*** DATA SHOWN
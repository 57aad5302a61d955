//! Classify statement lines: plain charge vs installment fragment.

use regex::Regex;
use std::sync::OnceLock;

use crate::statement::RawRecord;

/// A statement line after classification. Consolidation downstream
/// matches on this closed set instead of re-deriving fields from the
/// title text.
#[derive(Debug, Clone, PartialEq)]
pub enum LineItem {
    Charge {
        title: String,
        amount: f64,
    },
    /// One month's slice of a multi-month purchase, e.g.
    /// `"Magalu - Parcela 2/10"`.
    Installment {
        base_title: String,
        /// 1-based position of this fragment within the plan.
        index: u32,
        total: u32,
        /// Per-installment amount as printed on this line, NOT the
        /// purchase total.
        amount: f64,
    },
}

fn installment_re() -> &'static Regex {
    static RE: OnceLock<Regex> = OnceLock::new();
    RE.get_or_init(|| {
        Regex::new(r"(?i)^(?P<base>.*?)\s*-\s*parcela\s+(?P<index>\d+)\s*/\s*(?P<total>\d+)")
            .expect("invalid installment regex")
    })
}

/// Classify one raw record.
///
/// A `Parcela k/n` marker only produces the installment variant when
/// `1 <= k <= n`; anything else (a zero index, k past the end) is not a
/// plan we can project forward, so the line falls back to a plain charge
/// with its full title.
pub fn classify(record: &RawRecord) -> LineItem {
    if let Some(caps) = installment_re().captures(&record.title) {
        let index: u32 = caps["index"].parse().unwrap_or(0);
        let total: u32 = caps["total"].parse().unwrap_or(0);
        if index >= 1 && index <= total {
            return LineItem::Installment {
                base_title: caps["base"].trim().to_string(),
                index,
                total,
                amount: record.amount,
            };
        }
    }

    LineItem::Charge {
        title: record.title.clone(),
        amount: record.amount,
    }
}

#[cfg(test)]
mod tests {
    use super::*;

    fn rec(title: &str, amount: f64) -> RawRecord {
        RawRecord {
            date: "01/03/2026".to_string(),
            title: title.to_string(),
            amount,
        }
    }

    #[test]
    fn test_plain_charge() {
        let item = classify(&rec("Padaria da Esquina", 25.90));
        assert_eq!(
            item,
            LineItem::Charge {
                title: "Padaria da Esquina".to_string(),
                amount: 25.90
            }
        );
    }

    #[test]
    fn test_installment_fragment() {
        let item = classify(&rec("Magalu - Parcela 2/10", 99.90));
        assert_eq!(
            item,
            LineItem::Installment {
                base_title: "Magalu".to_string(),
                index: 2,
                total: 10,
                amount: 99.90
            }
        );
    }

    #[test]
    fn test_marker_is_case_insensitive() {
        match classify(&rec("Loja X - PARCELA 1/3", 50.0)) {
            LineItem::Installment { index, total, .. } => {
                assert_eq!((index, total), (1, 3));
            }
            other => panic!("expected installment, got {other:?}"),
        }
    }

    #[test]
    fn test_whitespace_around_hyphen_tolerated() {
        match classify(&rec("Loja Y  -  Parcela 3/6", 20.0)) {
            LineItem::Installment { base_title, .. } => {
                assert_eq!(base_title, "Loja Y");
            }
            other => panic!("expected installment, got {other:?}"),
        }
    }

    #[test]
    fn test_out_of_range_index_falls_back_to_charge() {
        // k > n and k = 0 are not projectable plans
        assert!(matches!(
            classify(&rec("Loja Z - Parcela 5/4", 10.0)),
            LineItem::Charge { .. }
        ));
        assert!(matches!(
            classify(&rec("Loja Z - Parcela 0/4", 10.0)),
            LineItem::Charge { .. }
        ));
    }

    #[test]
    fn test_hyphen_without_marker_is_charge() {
        assert!(matches!(
            classify(&rec("Pão - de - Açúcar", 88.0)),
            LineItem::Charge { .. }
        ));
    }
}
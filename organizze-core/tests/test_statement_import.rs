//! End-to-end statement import: raw CSV text in, Organizze payload out.

use organizze_core::{ImportOptions, normalize_statement};
use serde_json::json;

fn opts(skip_later: bool) -> ImportOptions {
    ImportOptions {
        target_date: "2026-04-15".to_string(),
        category_id: 56655796,
        credit_card_id: 402750,
        skip_later_installments: skip_later,
    }
}

#[test]
fn test_consolidated_installment_payload_shape() {
    let csv = "date,title,amount\n01/03/2026,\"Amazon - Parcela 2/4\",150.00\n";
    let batch = normalize_statement(csv, &opts(false));
    let doc = serde_json::to_value(&batch).unwrap();

    assert_eq!(
        doc,
        json!({
            "transactions": [{
                "description": "Amazon",
                "date": "2026-04-15",
                "amount_cents": -45000,
                "category_id": 56655796,
                "credit_card_id": 402750,
                "installments": true,
                "installments_attributes": { "total": 3, "periodicity": "monthly" }
            }]
        })
    );
}

#[test]
fn test_plain_charge_omits_plan_attributes() {
    let csv = "date,title,amount\n01/03/2026,Uber,13.47\n";
    let doc = serde_json::to_value(normalize_statement(csv, &opts(false))).unwrap();
    let txn = &doc["transactions"][0];
    assert_eq!(txn["amount_cents"], -1347);
    assert_eq!(txn["installments"], false);
    assert!(txn.get("installments_attributes").is_none());
}

#[test]
fn test_comma_and_semicolon_encodings_agree() {
    let comma = "date,title,amount\n\
                 01/03/2026,\"Magalu - Parcela 1/10\",99.90\n\
                 02/03/2026,Uber,13.47\n";
    let semi = "date;title;amount\n\
                01/03/2026;\"Magalu - Parcela 1/10\";99,90\n\
                02/03/2026;Uber;13,47\n";

    let a = normalize_statement(comma, &opts(false)).transactions;
    let b = normalize_statement(semi, &opts(false)).transactions;
    assert_eq!(a, b);
    assert_eq!(a.len(), 2);
}

#[test]
fn test_reimport_of_later_month_emits_nothing_for_series() {
    // A later month's statement: only fragments 2..n of the series are
    // present. With the filter on, none of them may re-enter the ledger.
    let csv = "date,title,amount\n\
               01/04/2026,\"Amazon - Parcela 3/4\",150.00\n\
               01/04/2026,\"Magalu - Parcela 2/10\",99.90\n";
    assert!(normalize_statement(csv, &opts(true)).transactions.is_empty());

    // Filter off: every fragment yields a row.
    assert_eq!(normalize_statement(csv, &opts(false)).transactions.len(), 2);
}

#[test]
fn test_payment_line_and_footer_do_not_disturb_neighbors() {
    let csv = "date,title,amount\n\
               01/03/2026,Pagamento recebido,-2500.00\n\
               02/03/2026,iFood,52.30\n\
               ,,Saldo total da fatura\n\
               03/03/2026,Farmacia,32.80\n";
    let txns = normalize_statement(csv, &opts(false)).transactions;
    assert_eq!(txns.len(), 2);
    assert_eq!(txns[0].description, "iFood");
    assert_eq!(txns[1].description, "Farmacia");
}

#[test]
fn test_empty_statement_yields_empty_batch() {
    let csv = "date,title,amount\n01/03/2026,Pagamento recebido,-900.00\n";
    let batch = normalize_statement(csv, &opts(false));
    assert!(batch.transactions.is_empty());
    let doc = serde_json::to_value(&batch).unwrap();
    assert_eq!(doc, json!({ "transactions": [] }));
}

#[test]
fn test_output_order_follows_input_order() {
    let csv = "date,title,amount\n\
               01/03/2026,Primeiro,1.00\n\
               02/03/2026,Segundo,2.00\n\
               03/03/2026,Terceiro,3.00\n";
    let txns = normalize_statement(csv, &opts(false)).transactions;
    let names: Vec<_> = txns.iter().map(|t| t.description.as_str()).collect();
    assert_eq!(names, vec!["Primeiro", "Segundo", "Terceiro"]);
}
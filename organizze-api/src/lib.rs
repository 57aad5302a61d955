//! organizze-api: async client for the Organizze REST API (v2).

pub mod bulk;
pub mod client;
pub mod transfers;

pub use bulk::{BulkFailure, BulkSummary};
pub use client::{
    AccountParams, Client, CreditCardParams, Credentials, DEFAULT_BASE_URL, TransactionQuery,
};
pub use transfers::{NewTransfer, Tag, TransferPatch};
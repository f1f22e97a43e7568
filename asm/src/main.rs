use std::io::Write;
use std::path::Path;

use color_print::{cformat, cprintln};
use sxasm::{Assembler, Error, Flow};

const HELP_TEMPLATE: &str = "\
{before-help}{bin} {version}
  {about}

{usage-heading}
{tab}{usage}

{all-args}{after-help}";

#[derive(Debug, clap::Parser)]
#[clap(version, about, help_template = HELP_TEMPLATE)]
struct Args {
    /// Input file
    input: String,

    /// Output file, defaults to the input with a `.o` extension
    #[clap(short, long)]
    output: Option<String>,

    /// Dump assembled bytes next to each source line
    #[clap(short, long)]
    dump: bool,
}

fn main() {
    use clap::Parser;

    let args: Args = Args::parse();
    let output = args.output.clone().unwrap_or_else(|| {
        Path::new(&args.input)
            .with_extension("o")
            .to_string_lossy()
            .into_owned()
    });
    println!("sx16 Assembler");

    println!("1. Read File and Parse Lines");
    println!("  < {}", args.input);
    let source: Vec<String> = match std::fs::read_to_string(&args.input) {
        Ok(text) => text.lines().map(str::to_string).collect(),
        Err(e) => fail(Error::FileOpen(args.input.clone(), e), &args.input, None, &[]),
    };

    let mut asm = Assembler::new();
    for code in &source {
        match asm.line(code) {
            Ok(Flow::Continue) => {}
            Ok(Flow::End) => break,
            Err(e) => {
                let line = e.line().or(Some(asm.current_line()));
                fail(e, &args.input, line, &source)
            }
        }
    }

    if args.dump {
        dump(&asm, &source);
    }

    println!("2. Resolve Symbols & Write Object Module");
    let module = match asm.finish() {
        Ok(module) => module,
        Err(e) => fail(e, &args.input, None, &source),
    };

    println!("  > {}", output);
    let written = std::fs::File::create(&output)
        .map_err(|e| Error::FileCreate(output.clone(), e))
        .and_then(|mut file| {
            write!(file, "{}", module).map_err(|e| Error::FileWrite(output.clone(), e))
        });
    if let Err(e) = written {
        fail(e, &args.input, None, &source);
    }
}

fn fail(e: Error, file: &str, line: Option<usize>, source: &[String]) -> ! {
    e.print_diag(file, line, source);
    std::process::exit(1);
}

fn dump(asm: &Assembler, source: &[String]) {
    println!("------+---------------+--------------------------+----------------------------");
    for emitted in asm.listing() {
        let code = source.get(emitted.line - 1).map(|s| s.trim()).unwrap_or("");
        let bytes = emitted
            .bytes
            .iter()
            .take(8)
            .map(|b| format!("{:02X}", b))
            .collect::<Vec<_>>()
            .join(" ");
        let more = if emitted.bytes.len() > 8 { cformat!("<dim>..</>") } else { String::new() };
        cprintln!(
            "<dim>{:>5}</> | <blue>{:>8}</>+{:04X} | <green>{:<24}</>{} | {}",
            emitted.line,
            asm.section_name(emitted.section),
            emitted.offset,
            bytes,
            more,
            code
        );
    }
    println!("------+---------------+--------------------------+----------------------------");
}
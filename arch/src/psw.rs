use num_enum::IntoPrimitive;
use strum::{Display, EnumIter};

/// Status word bits.
#[derive(Debug, Clone, Copy, PartialEq, Eq, IntoPrimitive, Display, EnumIter)]
#[repr(u16)]
pub enum Flag {
    /// Zero
    Z = 0x0001,
    /// Overflow
    O = 0x0002,
    /// Carry
    C = 0x0004,
    /// Negative
    N = 0x0008,
    /// Timer interrupt mask
    Tr = 0x2000,
    /// Terminal interrupt mask
    Tl = 0x4000,
    /// Global interrupt mask, set while servicing an interrupt
    I = 0x8000,
}

impl Flag {
    pub fn mask(self) -> u16 {
        self.into()
    }
}

/// `0b` style rendering, most significant bit first.
pub fn bits(psw: u16) -> String {
    format!("{:016b}", psw)
}

#[cfg(test)]
mod test {
    use super::*;
    use strum::IntoEnumIterator;

    #[test]
    fn flag_masks_are_disjoint() {
        let all = Flag::iter().fold(0u16, |acc, f| {
            assert_eq!(acc & f.mask(), 0, "{f} overlaps");
            acc | f.mask()
        });
        assert_eq!(all, 0xE00F);
    }

    #[test]
    fn render_bits() {
        assert_eq!(bits(0x8001), "1000000000000001");
        assert_eq!(bits(0), "0000000000000000");
    }
}
use std::collections::BTreeMap;
use std::fmt;

use crate::error::Error;

const ROW: u16 = 8;

/// Sparse absolute memory contents produced by the linker.
#[derive(Debug, Clone, Default, PartialEq, Eq)]
pub struct MemoryImage {
    bytes: BTreeMap<u16, u8>,
}

impl MemoryImage {
    pub fn new() -> Self {
        Self::default()
    }

    /// Copies `bytes` to consecutive addresses starting at `start`.
    pub fn place(&mut self, start: u16, bytes: &[u8]) -> Result<(), Error> {
        let end = start as u32 + bytes.len() as u32;
        if end > 0x1_0000 {
            return Err(Error::AddressOverflow(end - 1));
        }
        for (i, byte) in bytes.iter().enumerate() {
            self.bytes.insert(start + i as u16, *byte);
        }
        Ok(())
    }

    pub fn get(&self, addr: u16) -> Option<u8> {
        self.bytes.get(&addr).copied()
    }

    pub fn iter(&self) -> impl Iterator<Item = (u16, u8)> + '_ {
        self.bytes.iter().map(|(a, b)| (*a, *b))
    }

    /// End of the last populated 8-byte row.
    pub fn top(&self) -> u32 {
        self.bytes
            .keys()
            .next_back()
            .map(|last| (last & !(ROW - 1)) as u32 + ROW as u32)
            .unwrap_or(0)
    }

    pub fn parse(text: &str) -> Result<Self, Error> {
        let mut image = Self::new();
        for (idx, raw) in text.lines().enumerate() {
            let line = raw.trim();
            if line.is_empty() {
                continue;
            }
            let malformed = || Error::Malformed {
                what: "image line",
                line: idx + 1,
                text: raw.to_string(),
            };
            let (addr, data) = line.split_once(':').ok_or_else(malformed)?;
            let start = u16::from_str_radix(addr.trim(), 16).map_err(|_| malformed())?;
            let bytes = data
                .split_whitespace()
                .map(|b| u8::from_str_radix(b, 16).map_err(|_| malformed()))
                .collect::<Result<Vec<u8>, Error>>()?;
            image.place(start, &bytes)?;
        }
        Ok(image)
    }
}

/// Rows cover one aligned 8-byte block each, from its start up to the last
/// populated byte; holes inside a row are rendered as `00`.
impl fmt::Display for MemoryImage {
    fn fmt(&self, f: &mut fmt::Formatter<'_>) -> fmt::Result {
        let mut row: Option<u16> = None;
        let mut next: u32 = 0;
        for (&addr, &byte) in &self.bytes {
            let base = addr & !(ROW - 1);
            if row != Some(base) {
                if row.is_some() {
                    writeln!(f)?;
                }
                write!(f, "{:04X}:", base)?;
                row = Some(base);
                next = base as u32;
            }
            while next < addr as u32 {
                write!(f, " 00")?;
                next += 1;
            }
            write!(f, " {:02X}", byte)?;
            next += 1;
        }
        if row.is_some() {
            writeln!(f)?;
        }
        Ok(())
    }
}

#[cfg(test)]
mod test {
    use super::*;

    #[test]
    fn rows_are_aligned_and_padded() {
        let mut image = MemoryImage::new();
        image.place(0x0003, &[0xAA, 0xBB]).unwrap();
        image.place(0x0006, &[0xCC, 0xDD, 0xEE]).unwrap();
        image.place(0x0020, &[0x11]).unwrap();
        assert_eq!(
            image.to_string(),
            "0000: 00 00 00 AA BB 00 CC DD\n0008: EE\n0020: 11\n"
        );
    }

    #[test]
    fn parse_back() {
        let text = "0000: 00 00 00 AA BB 00 CC DD\n0008: EE\n0020: 11\n";
        let image = MemoryImage::parse(text).unwrap();
        assert_eq!(image.get(0x0003), Some(0xAA));
        assert_eq!(image.get(0x0008), Some(0xEE));
        assert_eq!(image.get(0x0020), Some(0x11));
        assert_eq!(image.get(0x0021), None);
        assert_eq!(image.top(), 0x28);
    }

    #[test]
    fn rejects_overflow_and_garbage() {
        let mut image = MemoryImage::new();
        assert!(image.place(0xFFFF, &[1, 2]).is_err());
        assert!(MemoryImage::parse("00G0: 11").is_err());
        assert!(MemoryImage::parse("0000 11").is_err());
    }
}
******
## [YOUR OBJECTIVE]
Count each line of the entries that holds the word "only", then state the total and nothing more.

## [OUTPUT BELOW]
2